Cuando llega a la ESMA, Silvia pide ver el cuerpo de Cristina Lennie, cuñada que tomó una pastilla de cianuro cuando se vio acorralada por un grupo de tareas del Ejército. Y luego pide algo más que no se menciona en el libro. ¿Fue una decisión personal no hacerlo? 
Silvia apenas me pidió discreción con algunas cuestiones familiares pero no me dijo “no pongas esto específicamente”. En relación a la historia de Cristina, me pidió ser cautelosa porque era algo que nunca había hablado con los Lennie, y descubrir determinadas cosas tanto tiempo después puede ser demoledor. Creo que también el libro deja en evidencia que hay muchas cosas que jamás se han charlado, ni entre amigos íntimos. Varios entrevistados se sorprendían por desconocer todo lo que había pasado Silvia, y eso refleja su personalidad, de no querer tener esa etiqueta, de demostrar que es muchas cosas más que una ex detenida de la ESMA.

Leila Guerriero.
Leila Guerriero. Foto: Soledad Quiroga.

Uno de los peores episodios que Silvia debió atravesar en cautivero fue, paradójicamente, durante una libertad fraudulenta. Debido a sus rasgos faciales fue elegida para representar el papel de hermana de Alfredo Astiz en uno de los operativos más emblemáticos del Proceso: la infiltración en la Iglesia Santa Cruz. El resultado fue la desaparición de tres Madres de Plaza de Mayo, dos monjas francesas, varios activistas sociales, y la imperecedera acusación de Silvia Labyru como partícipe.   

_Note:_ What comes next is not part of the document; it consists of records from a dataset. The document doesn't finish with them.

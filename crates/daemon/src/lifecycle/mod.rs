// SPDX-License-Identifier: BUSL-1.1
// Copyright (c) 2026 Alfred Jean LLC

//! Daemon lifecycle management: startup, event loop, shutdown.

mod startup;
pub use startup::{acquire_lock, startup};

use std::fs::File;
use std::future::Future;
use std::path::PathBuf;
use std::sync::Arc;

use thiserror::Error;
use tokio::sync::{broadcast, mpsc};
use tracing::{debug, info, warn};
use yajn_adapters::{DesktopNotifyAdapter, HttpJenkinsAdapter};
use yajn_core::{BadgeSummary, JobMap};
use yajn_engine::{StoreError, Synchronizer};
use yajn_storage::{ExternalChange, FileStorage, StorageError, StorageWatcher};

use crate::config::Config;

/// Optional daemon-only settings file inside the state directory.
pub const SETTINGS_FILE: &str = "daemon.toml";

/// Synchronizer with the concrete adapters the daemon runs.
pub type DaemonSync = Synchronizer<HttpJenkinsAdapter, FileStorage, DesktopNotifyAdapter>;

/// Daemon state during operation.
pub struct DaemonState {
    pub config: Config,
    // NOTE(lifetime): held to keep the exclusive lock; released on drop
    #[allow(dead_code)]
    lock_file: File,
    pub sync: Arc<DaemonSync>,
    // Dropping the watcher stops it
    _watcher: StorageWatcher,
    external: mpsc::Receiver<ExternalChange>,
    jobs_changed: broadcast::Receiver<Arc<JobMap>>,
}

impl DaemonState {
    /// Run until `shutdown` resolves, then shut down cleanly.
    pub async fn run(mut self, shutdown: impl Future<Output = ()>) -> Result<(), LifecycleError> {
        tokio::pin!(shutdown);

        let started = tokio::select! {
            _ = &mut shutdown => false,
            _ = self.sync.start() => true,
        };
        if !started {
            info!("shutdown requested during initial refresh");
            return self.shutdown().await;
        }
        log_badge(&self.sync.store().snapshot());

        loop {
            tokio::select! {
                _ = &mut shutdown => break,
                change = self.external.recv() => match change {
                    Some(change) => self.handle_external(change).await,
                    None => {
                        warn!("storage watcher stopped, shutting down");
                        break;
                    }
                },
                jobs = self.jobs_changed.recv() => match jobs {
                    Ok(jobs) => log_badge(&jobs),
                    Err(broadcast::error::RecvError::Lagged(n)) => {
                        debug!(skipped = n, "badge updates lagged");
                        log_badge(&self.sync.store().snapshot());
                    }
                    Err(broadcast::error::RecvError::Closed) => break,
                },
            }
        }
        self.shutdown().await
    }

    /// Fold a write made by another process into the running state.
    pub async fn handle_external(&self, change: ExternalChange) {
        match change {
            ExternalChange::Jobs(jobs) => {
                let count = jobs.len();
                if self.sync.store().apply_external(jobs) {
                    info!(jobs = count, "adopted external job list");
                }
            }
            ExternalChange::Options(options) => {
                info!(
                    refresh_secs = options.refresh_time_seconds,
                    mode = %options.notification_mode,
                    "adopted external options"
                );
                self.sync.apply_options(options).await;
            }
        }
    }

    /// Stop the timer and remove the PID file.
    ///
    /// In-flight fetches are left to finish or be dropped with the runtime.
    pub async fn shutdown(self) -> Result<(), LifecycleError> {
        info!("Shutting down daemon...");
        self.sync.stop().await;

        if self.config.lock_path.exists() {
            if let Err(e) = std::fs::remove_file(&self.config.lock_path) {
                warn!("Failed to remove PID file: {}", e);
            }
        }

        info!("Daemon shutdown complete");
        Ok(())
    }
}

fn log_badge(jobs: &JobMap) {
    let badge = BadgeSummary::from_jobs(jobs);
    info!(
        text = %badge.text(),
        color = badge.color(),
        tooltip = %badge.tooltip(),
        "badge"
    );
}

/// Lifecycle errors
#[derive(Debug, Error)]
pub enum LifecycleError {
    #[error("Could not determine state directory")]
    NoStateDir,

    #[error("Failed to acquire lock: daemon already running?")]
    LockFailed(#[source] std::io::Error),

    #[error("Invalid settings in {}: {}", .0.display(), .1)]
    Settings(PathBuf, String),

    #[error("Failed to initialize logging: {0}")]
    Logging(String),

    #[error("Failed to build HTTP client: {0}")]
    Http(String),

    #[error("Storage error: {0}")]
    Storage(#[from] StorageError),

    #[error("Store error: {0}")]
    Store(#[from] StoreError),

    #[error("IO error: {0}")]
    Io(#[from] std::io::Error),
}

#[cfg(test)]
#[path = "mod_tests.rs"]
mod tests;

Aunque uno podría imaginarse que el calvario quedaría enterrado en ese enclave militar de Avenida del Libertador, al dolor de las picanas todavía faltaba sumarle la aflicción del repudio por parte de exiliados que creían que Silvia era una colaboracionista. Por aquellos años, la palabra sobreviviente tenía una acepción distorsionada: significaba ser un traidor.    

Pero Silvia, la Silvia de hoy, le escapa al lúgubre etiquetado de sobreviviente. Su ajetreada vida entre Madrid y Buenos Aires, sus negocios, sus estudios inconclusos, sus tardes con amigas, sus amadas mascotas, sus despistes, sus hijos con hijos, sus lecturas voraces y su cinematográfico amor con Hugo expanden la figura de una mujer que conoció dolores que de solo imaginarlos, a muchos, les podría estrujar las tripas. Enfundada en su humor negro, ella prefiere divertirse con un comentario de Martín Kohan sobre “el día que nos reiremos de algún chiste sobre la cuenta de luz de la ESMA”.         

La llamada de Leila Guerriero se encuentra en librerías.